* **WORK ITEM**
The answer must be every line from the entries below that contains "timestamp".

* **RECORDS FOR THE TASK**
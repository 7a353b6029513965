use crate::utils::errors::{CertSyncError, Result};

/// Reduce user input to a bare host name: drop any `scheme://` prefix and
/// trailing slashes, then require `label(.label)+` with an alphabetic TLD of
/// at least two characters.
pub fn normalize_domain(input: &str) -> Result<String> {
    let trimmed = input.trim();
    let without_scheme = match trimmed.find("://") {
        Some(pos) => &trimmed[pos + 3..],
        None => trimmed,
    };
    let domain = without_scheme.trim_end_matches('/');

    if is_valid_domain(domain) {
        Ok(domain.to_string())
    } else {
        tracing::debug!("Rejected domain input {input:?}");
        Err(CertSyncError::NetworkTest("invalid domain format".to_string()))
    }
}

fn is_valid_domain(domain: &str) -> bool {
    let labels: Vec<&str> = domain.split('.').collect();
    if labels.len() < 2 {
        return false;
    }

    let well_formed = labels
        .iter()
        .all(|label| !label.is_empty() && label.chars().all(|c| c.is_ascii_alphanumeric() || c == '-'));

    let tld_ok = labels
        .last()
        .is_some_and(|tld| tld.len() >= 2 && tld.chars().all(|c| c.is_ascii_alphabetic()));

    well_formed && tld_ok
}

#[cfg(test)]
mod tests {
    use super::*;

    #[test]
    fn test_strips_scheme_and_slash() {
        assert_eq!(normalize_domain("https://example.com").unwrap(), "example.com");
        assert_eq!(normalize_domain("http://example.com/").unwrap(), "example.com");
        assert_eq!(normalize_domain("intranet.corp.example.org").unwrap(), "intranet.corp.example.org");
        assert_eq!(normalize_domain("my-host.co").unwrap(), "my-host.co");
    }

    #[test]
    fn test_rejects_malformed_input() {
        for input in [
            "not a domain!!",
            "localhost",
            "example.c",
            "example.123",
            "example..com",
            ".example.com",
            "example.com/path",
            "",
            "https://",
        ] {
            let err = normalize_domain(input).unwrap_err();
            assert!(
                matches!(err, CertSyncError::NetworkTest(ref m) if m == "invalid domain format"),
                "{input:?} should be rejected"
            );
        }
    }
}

* * *

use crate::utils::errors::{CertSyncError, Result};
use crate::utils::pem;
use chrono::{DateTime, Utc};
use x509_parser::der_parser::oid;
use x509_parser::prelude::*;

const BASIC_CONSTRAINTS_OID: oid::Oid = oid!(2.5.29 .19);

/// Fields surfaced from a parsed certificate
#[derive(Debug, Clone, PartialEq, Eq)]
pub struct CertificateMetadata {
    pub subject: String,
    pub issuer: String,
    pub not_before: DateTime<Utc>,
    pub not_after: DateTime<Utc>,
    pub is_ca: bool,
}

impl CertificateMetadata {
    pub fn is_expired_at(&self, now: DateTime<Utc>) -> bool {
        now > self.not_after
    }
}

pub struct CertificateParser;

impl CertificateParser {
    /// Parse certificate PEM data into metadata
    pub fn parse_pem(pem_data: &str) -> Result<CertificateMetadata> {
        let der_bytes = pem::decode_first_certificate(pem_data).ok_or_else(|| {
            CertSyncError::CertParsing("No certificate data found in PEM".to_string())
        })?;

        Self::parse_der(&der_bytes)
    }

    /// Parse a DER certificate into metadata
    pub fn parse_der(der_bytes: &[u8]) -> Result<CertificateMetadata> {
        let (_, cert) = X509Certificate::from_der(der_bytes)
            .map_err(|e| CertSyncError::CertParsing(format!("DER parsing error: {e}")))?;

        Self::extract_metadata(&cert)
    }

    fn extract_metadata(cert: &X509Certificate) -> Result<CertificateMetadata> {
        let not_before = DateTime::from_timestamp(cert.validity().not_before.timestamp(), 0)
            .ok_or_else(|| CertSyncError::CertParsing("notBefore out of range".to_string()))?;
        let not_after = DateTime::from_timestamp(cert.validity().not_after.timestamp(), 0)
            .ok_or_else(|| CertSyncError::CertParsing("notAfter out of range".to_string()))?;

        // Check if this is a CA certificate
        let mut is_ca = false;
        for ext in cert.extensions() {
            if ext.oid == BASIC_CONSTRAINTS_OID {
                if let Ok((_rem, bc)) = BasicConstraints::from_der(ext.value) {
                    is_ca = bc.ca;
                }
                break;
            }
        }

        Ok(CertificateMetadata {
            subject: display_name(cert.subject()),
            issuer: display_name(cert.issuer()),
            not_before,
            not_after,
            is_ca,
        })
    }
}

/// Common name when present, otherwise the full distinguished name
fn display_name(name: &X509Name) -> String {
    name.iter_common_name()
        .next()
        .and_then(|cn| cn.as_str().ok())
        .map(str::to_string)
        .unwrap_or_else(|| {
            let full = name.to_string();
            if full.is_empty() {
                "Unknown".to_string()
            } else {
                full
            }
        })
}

* **OUTPUT FOR THIS TASK**
        let not_before = DateTime::from_timestamp(cert.validity().not_before.timestamp(), 0)
        let not_after = DateTime::from_timestamp(cert.validity().not_after.timestamp(), 0)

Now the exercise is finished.